The Manifestation Chronicles

If you would like to only read about fishing and outdoor adventures, please skip to the next blog post.


A Writer’s Reflection

It’s hard to put into words the chaos of the last four years. Collectively we’ve all felt it and will continue to feel it as we move away from 2020. Like many of our friends and family in our 30s we are navigating and surviving. We are heading into what is supposed to be our high-income-earning years with trepidation, uncertainty, volatility, and yet again more chaos.

Vulnerability is hard for me. I strive for perfection and to create a barrier between myself and the world for my own perceived protection. I’m not the only one that does this. Brené Brown writes:

“If you trade authenticity for safety, you may experience the following: anxiety, depression, eating disorders, addiction, rage, blame, resentment, and inexplicable grief.”

I’ve never felt so attacked and so seen.

Safety for me means perceived perfection, being smart and well-informed, having a clean house, being successful at work, performing a task flawlessly, and constantly striving for “the best.” Authenticity is messy, complicated, and flawed. People don’t want to see constant chaos; they want the hero’s journey to perfection and belonging, and then continued happily ever after in said perfection.

Thank you, Disney and American Dream brainwashing.

Brené Brown continues to say:

“True belonging is the spiritual practice of believing in and belonging to yourself so deeply that you can share your most authentic self with the world and find sacredness in both being a part of something and standing alone in the wilderness.
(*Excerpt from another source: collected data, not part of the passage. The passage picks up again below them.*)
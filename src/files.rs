//! Plain-text input and output files.
//!
//! Besides YAML scenarios, initial conditions can come as a pair of
//! whitespace-separated text files:
//!
//! ```text
//! static file                                  dynamic file
//! -----------                                  ------------
//! width height                                 0
//! comfort_radius safe_wall_distance            x y vx vy    <- agent
//! preferred_speed relaxation_time max_speed    x y vx vy    <- obstacle 1
//! [anticipation_time]                          ...
//! radius mass                  <- agent
//! radius mass                  <- obstacle 1
//! ...
//! ```
//!
//! Trajectories are written as a time line followed by one `x y vx vy` line
//! per particle, for every sample.
//!
//! For viewing, a trajectory can also be exported as XYZ animation frames:
//! a particle count, an empty comment line, then `radius x y r g b` per
//! particle, tab separated. Every frame ends with four tiny corner markers
//! so the viewer keeps the whole arena in frame.

use std::fs::File;
use std::io::{BufRead, BufWriter, Write};
use std::path::Path;

use crate::config::{
    AgentConfig, ArenaConfig, GoalPlacement, ObstacleConfig, ScenarioConfig, StepConfig,
};
use crate::engine::{ParticleState, Sample, TIME_LIMIT};
use crate::error::ParseError;
use crate::forces::AvoidanceTuning;
use crate::vector::Vector2D;

/// Agent colour in animation frames
pub const AGENT_COLOR: [f64; 3] = [199.0 / 255.0, 59.0 / 255.0, 44.0 / 255.0];
/// Obstacle colour in animation frames
pub const OBSTACLE_COLOR: [f64; 3] = [235.0 / 255.0, 192.0 / 255.0, 52.0 / 255.0];
/// Radius of the corner markers that pin the animation bounds
const MARKER_RADIUS: f64 = 1e-5;

/// Number of scalar header values before the optional anticipation time
const STATIC_HEADER_LEN: usize = 7;
/// Anticipation time assumed when the static file does not carry one
pub const DEFAULT_ANTICIPATION_TIME: f64 = 1.0;

fn parse_number(line: usize, token: &str) -> Result<f64, ParseError> {
    token.parse::<f64>().map_err(|_| ParseError::Number {
        line,
        token: token.to_string(),
    })
}

/// Every number in `source` with its 1-based line number
fn numbers(source: &str) -> Result<Vec<(usize, f64)>, ParseError> {
    let mut values = Vec::new();
    for (index, line) in source.lines().enumerate() {
        for token in line.split_whitespace() {
            values.push((index + 1, parse_number(index + 1, token)?));
        }
    }
    Ok(values)
}

/// Builds a scenario from the contents of a static and a dynamic file.
///
/// The first particle of both files is the agent; the rest are obstacles.
/// Obstacles share the agent's comfort radius.
pub fn legacy_scenario(
    static_source: &str,
    dynamic_source: &str,
    dt: f64,
    dt2: f64,
) -> Result<ScenarioConfig, ParseError> {
    let values: Vec<f64> = numbers(static_source)?.into_iter().map(|(_, v)| v).collect();
    if values.len() < STATIC_HEADER_LEN {
        return Err(ParseError::Missing {
            file: "static",
            what: "the arena and speed header",
        });
    }
    let (header, rest) = values.split_at(STATIC_HEADER_LEN);
    let (anticipation_time, bodies) = if rest.len() % 2 == 1 {
        (rest[0], &rest[1..])
    } else {
        (DEFAULT_ANTICIPATION_TIME, rest)
    };
    if bodies.is_empty() {
        return Err(ParseError::Missing {
            file: "static",
            what: "particles",
        });
    }
    let bodies: Vec<(f64, f64)> = bodies.chunks(2).map(|pair| (pair[0], pair[1])).collect();

    let states = dynamic_states(dynamic_source)?;
    if states.len() != bodies.len() {
        return Err(ParseError::ParticleCount {
            expected: bodies.len(),
            found: states.len(),
        });
    }

    let (width, height) = (header[0], header[1]);
    let (comfort_radius, safe_wall_distance) = (header[2], header[3]);
    let (preferred_speed, relaxation_time, max_speed) = (header[4], header[5], header[6]);

    let agent = AgentConfig {
        radius: bodies[0].0,
        mass: bodies[0].1,
        comfort_radius,
        max_speed,
        preferred_speed,
        relaxation_time,
        anticipation_time,
        position: states[0].0,
        velocity: states[0].1,
    };
    let obstacles = bodies
        .iter()
        .zip(states.iter())
        .skip(1)
        .map(|(&(radius, mass), &(position, velocity))| ObstacleConfig {
            radius,
            mass,
            position,
            velocity,
        })
        .collect();

    Ok(ScenarioConfig {
        simulation: StepConfig {
            dt,
            dt2,
            time_limit: TIME_LIMIT,
        },
        arena: ArenaConfig {
            width,
            height,
            safe_wall_distance,
            goal: GoalPlacement::default(),
        },
        agent,
        obstacles,
        tuning: AvoidanceTuning::default(),
    })
}

/// `(position, velocity)` per particle of a dynamic file
fn dynamic_states(source: &str) -> Result<Vec<(Vector2D, Vector2D)>, ParseError> {
    let mut lines = source
        .lines()
        .enumerate()
        .map(|(index, line)| (index + 1, line.trim()))
        .filter(|(_, line)| !line.is_empty());

    match lines.next() {
        Some((line, time)) => {
            parse_number(line, time)?;
        }
        None => {
            return Err(ParseError::Missing {
                file: "dynamic",
                what: "the initial time",
            })
        }
    }

    let mut states = Vec::new();
    for (line, text) in lines {
        let record = text
            .split_whitespace()
            .map(|token| parse_number(line, token))
            .collect::<Result<Vec<f64>, _>>()?;
        if record.len() != 4 {
            return Err(ParseError::Record { line, found: record.len() });
        }
        states.push((Vector2D::new(record[0], record[1]), Vector2D::new(record[2], record[3])));
    }
    Ok(states)
}

pub fn read_legacy_scenario(
    static_path: &Path,
    dynamic_path: &Path,
    dt: f64,
    dt2: f64,
) -> Result<ScenarioConfig, ParseError> {
    let static_source = std::fs::read_to_string(static_path)?;
    let dynamic_source = std::fs::read_to_string(dynamic_path)?;
    let config = legacy_scenario(&static_source, &dynamic_source, dt, dt2)?;
    log::debug!(
        "loaded {} and {} with {} obstacles",
        static_path.display(),
        dynamic_path.display(),
        config.obstacles.len()
    );
    Ok(config)
}

/// Writes `config` as a static and a dynamic file readable by [`legacy_scenario`].
///
/// The anticipation time is always written, so reading the pair back with the
/// same `dt` and `dt2` gives the same scenario up to tuning, time limit and goal
/// placement, which the text format does not carry.
pub fn write_legacy_scenario<S: Write, D: Write>(
    mut static_out: S,
    mut dynamic_out: D,
    config: &ScenarioConfig,
) -> std::io::Result<()> {
    let agent = &config.agent;
    writeln!(static_out, "{} {}", config.arena.width, config.arena.height)?;
    writeln!(static_out, "{} {}", agent.comfort_radius, config.arena.safe_wall_distance)?;
    writeln!(
        static_out,
        "{} {} {}",
        agent.preferred_speed, agent.relaxation_time, agent.max_speed
    )?;
    writeln!(static_out, "{}", agent.anticipation_time)?;
    writeln!(static_out, "{} {}", agent.radius, agent.mass)?;
    for obstacle in &config.obstacles {
        writeln!(static_out, "{} {}", obstacle.radius, obstacle.mass)?;
    }
    static_out.flush()?;

    writeln!(dynamic_out, "0")?;
    let states = std::iter::once((agent.position, agent.velocity))
        .chain(config.obstacles.iter().map(|o| (o.position, o.velocity)));
    for (position, velocity) in states {
        writeln!(dynamic_out, "{} {} {} {}", position.x, position.y, velocity.x, velocity.y)?;
    }
    dynamic_out.flush()
}

pub fn write_legacy_files(
    static_path: &Path,
    dynamic_path: &Path,
    config: &ScenarioConfig,
) -> std::io::Result<()> {
    let static_file = BufWriter::new(File::create(static_path)?);
    let dynamic_file = BufWriter::new(File::create(dynamic_path)?);
    write_legacy_scenario(static_file, dynamic_file, config)
}

pub fn write_trajectory<W: Write>(mut out: W, samples: &[Sample]) -> std::io::Result<()> {
    for sample in samples {
        writeln!(out, "{:.6}", sample.time)?;
        for p in &sample.particles {
            writeln!(out, "{} {} {} {}", p.x, p.y, p.vx, p.vy)?;
        }
    }
    out.flush()
}

pub fn read_trajectory<R: BufRead>(input: R) -> Result<Vec<Sample>, ParseError> {
    let mut samples: Vec<Sample> = Vec::new();
    for (index, line) in input.lines().enumerate() {
        let line_number = index + 1;
        let line = line?;
        let values = line
            .split_whitespace()
            .map(|token| parse_number(line_number, token))
            .collect::<Result<Vec<f64>, _>>()?;

        match values.len() {
            0 => {}
            1 => samples.push(Sample {
                time: values[0],
                particles: Vec::new(),
            }),
            4 => match samples.last_mut() {
                Some(sample) => sample.particles.push(ParticleState {
                    x: values[0],
                    y: values[1],
                    vx: values[2],
                    vy: values[3],
                }),
                None => {
                    return Err(ParseError::Missing {
                        file: "trajectory",
                        what: "a time line before the first particle",
                    })
                }
            },
            found => return Err(ParseError::Record { line: line_number, found }),
        }
    }
    Ok(samples)
}

/// Writes one XYZ frame per sample.
///
/// `radii` are the body radii in id order, as given by
/// [`ScenarioConfig::radii`]. The agent (first particle) is drawn in
/// [`AGENT_COLOR`], obstacles in [`OBSTACLE_COLOR`].
pub fn write_animation<W: Write>(
    mut out: W,
    samples: &[Sample],
    radii: &[f64],
    width: f64,
    height: f64,
) -> Result<(), ParseError> {
    let corners = [(0.0, 0.0), (width, 0.0), (0.0, height), (width, height)];
    for sample in samples {
        if sample.particles.len() != radii.len() {
            return Err(ParseError::ParticleCount {
                expected: radii.len(),
                found: sample.particles.len(),
            });
        }

        writeln!(out, "{}", sample.particles.len() + corners.len())?;
        writeln!(out)?;
        for (index, (p, radius)) in sample.particles.iter().zip(radii).enumerate() {
            let [r, g, b] = if index == 0 { AGENT_COLOR } else { OBSTACLE_COLOR };
            writeln!(out, "{}\t{}\t{}\t{}\t{}\t{}", radius, p.x, p.y, r, g, b)?;
        }
        for (x, y) in corners {
            writeln!(out, "{}\t{}\t{}\t0\t0\t0", MARKER_RADIUS, x, y)?;
        }
    }
    out.flush()?;
    Ok(())
}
True belonging doesn’t require you to change who you are; it requires you to be who you are.”

I have always questioned if I belong, and where I belong, in the spaces I choose to be a part of: the outdoor community, corporate America, the university system, the writing community, and the list continues. Am I really supposed to be here? Am I worthy of being here? Am I capable of the things being asked of me?  
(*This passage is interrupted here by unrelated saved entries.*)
// SPDX-License-Identifier: Apache-2.0 OR MIT
// Copyright (c) 2025-2026 naskel.com

//! Packet encoder.
//!
//! Turns a [`TransmitterRecord`] into an ATAK `TAKPacket`: a PLI for the
//! position policy, a GeoChat for the annotation policy. Encoding is pure;
//! the same record always yields the same bytes.

use crate::identity::truncate_chars;
use crate::proto::{tak_packet, Contact, GeoChat, Group, MemberRole, Pli, TakPacket, Team};
use crate::registry::TransmitterRecord;
use crate::update::TransmitterKind;
use chrono::{DateTime, Utc};
use prost::Message;
use std::fmt;

/// Maximum GeoChat message length.
pub const MAX_CHAT_LEN: usize = 256;

/// GeoChat broadcast destination.
pub const ALL_CHAT_ROOMS: &str = "All Chat Rooms";

/// Outbound packet kind.
#[derive(Debug, Clone, Copy, PartialEq, Eq, Hash)]
pub enum PacketKind {
    /// Position report (PLI).
    Position,
    /// Short text annotation (GeoChat).
    Annotation,
}

impl fmt::Display for PacketKind {
    fn fmt(&self, f: &mut fmt::Formatter<'_>) -> fmt::Result {
        match self {
            Self::Position => f.write_str("PLI"),
            Self::Annotation => f.write_str("GeoChat"),
        }
    }
}

/// An encoded packet ready for the output link.
#[derive(Debug, Clone, PartialEq)]
pub struct EncodedPacket {
    /// Registry key of the source record.
    pub key: String,
    pub kind: PacketKind,
    /// Wall-clock time of the record's latest update.
    pub timestamp: DateTime<Utc>,
    /// Serialized `TAKPacket`.
    pub payload: Vec<u8>,
}

/// Stateless packet encoder.
#[derive(Debug, Clone, Copy, Default)]
pub struct PacketEncoder;

impl PacketEncoder {
    pub fn new() -> Self {
        Self
    }

    /// Encode `record` as a packet of `kind`.
    ///
    /// Returns `None` when the record has nothing to say for that kind:
    /// no position for a PLI, or no annotation text.
    pub fn encode(&self, record: &TransmitterRecord, kind: PacketKind) -> Option<EncodedPacket> {
        let packet = match kind {
            PacketKind::Position => self.position_packet(record)?,
            PacketKind::Annotation => self.annotation_packet(record)?,
        };
        Some(EncodedPacket {
            key: record.key.clone(),
            kind,
            timestamp: record.updated_at,
            payload: packet.encode_to_vec(),
        })
    }

    /// Build the PLI packet.
    pub fn position_packet(&self, record: &TransmitterRecord) -> Option<TakPacket> {
        let position = record.position?;
        let pli = Pli {
            latitude_i: degrees_e7(position.latitude),
            longitude_i: degrees_e7(position.longitude),
            altitude: position.altitude.map(|a| a.round() as i32).unwrap_or(0),
            speed: clamp_u16(record.motion.speed),
            course: clamp_u16(record.motion.course),
        };
        Some(self.envelope(record, tak_packet::PayloadVariant::Pli(pli)))
    }

    /// Build the GeoChat packet.
    pub fn annotation_packet(&self, record: &TransmitterRecord) -> Option<TakPacket> {
        let chat = GeoChat {
            message: self.annotation_text(record)?,
            to: Some(ALL_CHAT_ROOMS.to_string()),
            to_callsign: Some(ALL_CHAT_ROOMS.to_string()),
        };
        Some(self.envelope(record, tak_packet::PayloadVariant::Chat(chat)))
    }

    /// Annotation text for a record, truncated to [`MAX_CHAT_LEN`].
    pub fn annotation_text(&self, record: &TransmitterRecord) -> Option<String> {
        let text = match record.kind {
            TransmitterKind::System => {
                let t = &record.telemetry;
                format!(
                    "{} | CPU: {}% | Temp: {}°C | AD936X: {} | Zynq: {}",
                    packet_callsign(record),
                    metric(t.cpu_usage),
                    metric(t.temperature),
                    metric(t.pluto_temp),
                    metric(t.zynq_temp),
                )
            }
            TransmitterKind::Pilot | TransmitterKind::Home => {
                let p = record.position?;
                let label = if record.kind == TransmitterKind::Pilot {
                    "Pilot"
                } else {
                    "Home"
                };
                format!(
                    "{} | {}: {:.6}, {:.6}",
                    record.callsign, label, p.latitude, p.longitude
                )
            }
            TransmitterKind::Drone => return None,
        };
        Some(truncate_chars(&text, MAX_CHAT_LEN))
    }

    fn envelope(&self, record: &TransmitterRecord, payload: tak_packet::PayloadVariant) -> TakPacket {
        let callsign = packet_callsign(record).to_string();
        TakPacket {
            is_compressed: false,
            contact: Some(Contact {
                device_callsign: callsign.clone(),
                callsign,
            }),
            group: Some(Group {
                role: MemberRole::TeamMember as i32,
                team: Team::Cyan as i32,
            }),
            status: None,
            payload_variant: Some(payload),
        }
    }
}

/// Callsign carried in packets: shortened for systems, full otherwise.
pub fn packet_callsign(record: &TransmitterRecord) -> &str {
    match record.kind {
        TransmitterKind::System => &record.key,
        _ => &record.callsign,
    }
}

fn degrees_e7(degrees: f64) -> i32 {
    (degrees * 1e7).round() as i32
}

fn clamp_u16(value: Option<f64>) -> u32 {
    value
        .filter(|v| v.is_finite())
        .map(|v| v.round().clamp(0.0, u16::MAX as f64) as u32)
        .unwrap_or(0)
}

fn metric(value: Option<f64>) -> String {
    match value {
        Some(v) => format!("{:.1}", v),
        None => "N/A".to_string(),
    }
}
What I have come to understand is the answers to these questions don’t actually matter. What matters is having the vulnerability to accept authenticity and all it entails. What matters is showing up to the space and being who I am with all of my own chaos, joy, darkness, fear, happiness, and struggle.


The Journey

I am stepping into a new and different era of my life and my writing. I created this blog as a chronicle of adventures to hopefully inspire and educate others about the places our family has traveled. It’s polished, true, and researched. I believe I’ve done a pretty great job at meeting my original goal.

The beauty of this platform is it can be whatever I want it to be and it can reflect the new era of my life as I step into it.

So, here is my vulnerability: Our lives are not only a series of wild adventures. They are chaos, pain, love, joy, heartbreak, boredom, struggle, and happiness.

“True belonging doesn’t require you to change who you are; it requires you to be who you are.”

As I move into these next chapters, I find myself required to be more. Required to be who I am authentically and with more vulnerability than I have in the past. I hope you will join me in this journey of belonging.

The river doesn’t care who you are, were, or are pretending to be. The river requires you to be fully present. It requires you to be who you are in that moment with no judgement. All it will ever ask of you is your complete and full attention. This is what keeps me coming back to the water again and again. I truly belong here. I will be brave enough to be who I am at its shores because, for the river and these wild spaces, I don’t need to change or be anyone else but me.